İbâdetlerin devamlı olanı makbûldür. Çünkü devamlılıkta az ibâdet diğer saatlerimizi de kendi rengine boyamakta ve çok hükmüne geçmektedir. Nitekim bir günümüzün beş ayrı vaktine tahsis edilen beş vakit namaz, zaman bakımından az olmasına rağmen, mânâsı ve ehemmiyeti büyüktür. Cenâb-ı Hak, “Biz Kur’ân’ı sana zahmet çekesin diye indirmedik.”1 buyurur. Başka bir âyette de, “Allah size kolaylık diler; zorluk dilemez.”2 buyurulur.

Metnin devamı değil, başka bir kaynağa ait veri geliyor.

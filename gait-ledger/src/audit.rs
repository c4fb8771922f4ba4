// gait-ledger/src/audit.rs
// ============================================================================
// Module: Approval and Credential Audit Records
// Description: Writes `approval_audit_<trace_id>.json` and
// `credential_evidence_<trace_id>.json`.
// Purpose: Make approval and broker-credential evidence co-discoverable by
// trace ID, per `spec.md` §4.7.
// Dependencies: gait-core
// ============================================================================

//! ## Overview
//! Both record kinds are atomically written, never appended; a given trace
//! ID produces at most one of each file. Grounded on the teacher's
//! `decision-gate-mcp::audit` one-record-per-decision convention,
//! specialized to the two record kinds `spec.md` §4.7 names.

use std::path::Path;

use gait_core::Timestamp;
use serde::Deserialize;
use serde::Serialize;

use crate::LedgerError;

/// Audit record for a minted approval token, co-discoverable by trace ID.
#[derive(Debug, Clone, Serialize, Deserialize)]
pub struct ApprovalAudit {
    /// The trace this approval was minted for.
    pub trace_id: String,
    /// The token ID minted.
    pub token_id: String,
    /// Identity of the approver.
    pub approver_identity: String,
    /// Scopes granted.
    pub scope: Vec<String>,
    /// Reason code recorded at mint time.
    pub reason_code: String,
    /// Expiry of the minted token.
    pub expires_at: Timestamp,
    /// Instant the audit record was written.
    pub minted_at: Timestamp,
}

/// Audit record attesting a broker credential was obtained for a decision.
#[derive(Debug, Clone, Serialize, Deserialize)]
pub struct CredentialEvidence {
    /// The trace this credential evidence is attached to.
    pub trace_id: String,
    /// The broker reference that granted the credential.
    pub broker_reference: String,
    /// Scopes requested from the broker.
    pub scopes: Vec<String>,
    /// Opaque reference to the granted credential.
    pub credential_ref: String,
    /// Instant the evidence record was written.
    pub granted_at: Timestamp,
}

/// Writes `<root>/approval_audit_<trace_id>.json` atomically.
///
/// # Errors
///
/// Returns [`LedgerError::Digest`] if serialization fails, or
/// [`LedgerError::Io`] if the write fails.
pub fn write_approval_audit(root: &Path, audit: &ApprovalAudit) -> Result<(), LedgerError> {
    let path = root.join(format!("approval_audit_{}.json", audit.trace_id));
    let contents = serde_json::to_vec_pretty(audit).map_err(|err| LedgerError::Digest(err.to_string()))?;
    gait_core::write_file_atomic(&path, &contents)?;
    Ok(())
}

/// Writes `<root>/credential_evidence_<trace_id>.json` atomically.
///
/// # Errors
///
/// Returns [`LedgerError::Digest`] if serialization fails, or
/// [`LedgerError::Io`] if the write fails.
pub fn write_credential_evidence(root: &Path, evidence: &CredentialEvidence) -> Result<(), LedgerError> {
    let path = root.join(format!("credential_evidence_{}.json", evidence.trace_id));
    let contents = serde_json::to_vec_pretty(evidence).map_err(|err| LedgerError::Digest(err.to_string()))?;
    gait_core::write_file_atomic(&path, &contents)?;
    Ok(())
}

Hazret-i Âişe Vâlidemiz (ra) anlatır: Yanımda sohbet ettiğim bir kadın vardı. Resûlullah Efendimiz (asm):
“Bu kimdir?” diye sordu. Ben:
“Falanca kadındır.” dedim ve kadının dine bağlılığından ve namazlarına ehemmiyet verişinden överek bahsetmeye başladım. Resûl-i Ekrem Efendimiz (asm):
“Yeter!” dedi. “Güç yetirebildiğiniz kadar yapın. Allah’a and olsun ki, Cenâb-ı Hak sevap vermekten usanmaz. Fakat siz usanabilirsiniz” buyurdu. Resûl-i Ekrem’in (asm) en fazla sevdiği ibâdet, devamlı yapılan ibâdet idi.”3
Hazret-i Enes (ra) bildirir: Peygamber Efendimiz (asm) mescide girince, bir de ne görsün, iki direk arasına gerilmiş bir ip! Bunun üzerine:
“Bu ip nedir?” diye sordu. Ashab-ı Kiram (ra):
“O ip Zeynep bint-i Cahş’ındır (ra). Yorulduğu zaman ona tutunur.” dediler.
Allah Resûlü (asm):
“Onu çözünüz. Namazınızı zevkle kılınız. Yorulduğunuzda yatıp dinleniniz.” buyurdu.4
Hazret-i Âişe (ra) bildirmiştir: Resûl-i Ekrem Efendimiz (asm) buyurdu ki: “Namaz kılarken uyuklarsanız, uyku hali geçesiye kadar yatıp uyuyunuz. Çünkü uyku halinde namazda ne söylediğinizi bilemezsiniz. Olabilir ki, istiğfar edeceğiniz yerde kendinize bedduâ edersiniz.”5

Demek; Kur’ân okumak da dâhil, ibâdetlerin farz olmayanlarını günlük yapabileceğimiz kadar yapmamız, az da olsa hergünkü kadar yapmaya gayret etmemiz, yapmaya kendimizi alıştırdığımız bir ibâdetten vazgeçmememiz, ibâdet ve zikirlerin devamlı olanını tercih etmemiz önemli bulunmaktadır.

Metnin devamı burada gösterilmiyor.